PROBLEM STATEMENT >> Report every line of the records that contains the word "instrument".

---------------

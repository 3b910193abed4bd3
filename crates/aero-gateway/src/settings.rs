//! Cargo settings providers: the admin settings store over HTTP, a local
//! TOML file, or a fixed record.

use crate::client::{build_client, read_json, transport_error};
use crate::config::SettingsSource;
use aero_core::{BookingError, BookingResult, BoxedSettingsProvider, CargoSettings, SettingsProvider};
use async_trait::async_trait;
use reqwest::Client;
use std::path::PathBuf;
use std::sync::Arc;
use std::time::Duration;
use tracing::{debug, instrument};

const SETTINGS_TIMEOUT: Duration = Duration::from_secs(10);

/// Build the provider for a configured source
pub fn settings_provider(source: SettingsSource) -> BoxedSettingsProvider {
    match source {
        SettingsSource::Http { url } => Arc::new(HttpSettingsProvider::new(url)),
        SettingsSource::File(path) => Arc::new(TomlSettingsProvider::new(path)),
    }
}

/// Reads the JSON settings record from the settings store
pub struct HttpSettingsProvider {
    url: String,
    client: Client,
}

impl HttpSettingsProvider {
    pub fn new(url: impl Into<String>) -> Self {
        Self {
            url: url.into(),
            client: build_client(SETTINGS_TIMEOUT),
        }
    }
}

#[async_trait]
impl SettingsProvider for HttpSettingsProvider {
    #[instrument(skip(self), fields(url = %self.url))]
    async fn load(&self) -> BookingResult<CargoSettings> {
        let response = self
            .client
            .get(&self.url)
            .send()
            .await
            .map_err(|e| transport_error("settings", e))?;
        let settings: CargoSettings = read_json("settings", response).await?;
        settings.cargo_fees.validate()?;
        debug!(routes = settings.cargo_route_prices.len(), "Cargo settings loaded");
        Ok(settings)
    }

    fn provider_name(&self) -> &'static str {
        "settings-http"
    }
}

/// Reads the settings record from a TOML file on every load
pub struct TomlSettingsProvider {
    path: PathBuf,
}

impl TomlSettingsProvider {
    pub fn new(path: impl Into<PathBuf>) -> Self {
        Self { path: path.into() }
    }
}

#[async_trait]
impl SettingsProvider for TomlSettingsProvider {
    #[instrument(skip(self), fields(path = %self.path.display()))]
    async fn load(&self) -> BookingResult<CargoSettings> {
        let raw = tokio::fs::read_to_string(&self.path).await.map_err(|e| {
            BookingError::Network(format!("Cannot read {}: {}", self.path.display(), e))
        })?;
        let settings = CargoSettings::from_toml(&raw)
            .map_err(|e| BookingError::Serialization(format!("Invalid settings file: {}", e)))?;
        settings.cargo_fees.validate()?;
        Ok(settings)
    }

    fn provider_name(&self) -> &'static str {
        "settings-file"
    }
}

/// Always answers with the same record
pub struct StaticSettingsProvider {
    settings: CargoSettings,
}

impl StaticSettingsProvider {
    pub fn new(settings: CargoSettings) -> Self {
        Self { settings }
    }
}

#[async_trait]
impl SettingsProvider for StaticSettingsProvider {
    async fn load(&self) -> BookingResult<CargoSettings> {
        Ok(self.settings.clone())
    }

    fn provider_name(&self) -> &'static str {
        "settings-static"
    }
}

---------------

TASK RESPONSE >>
use tracing::{debug, instrument};
    #[instrument(skip(self), fields(url = %self.url))]
    #[instrument(skip(self), fields(path = %self.path.display()))]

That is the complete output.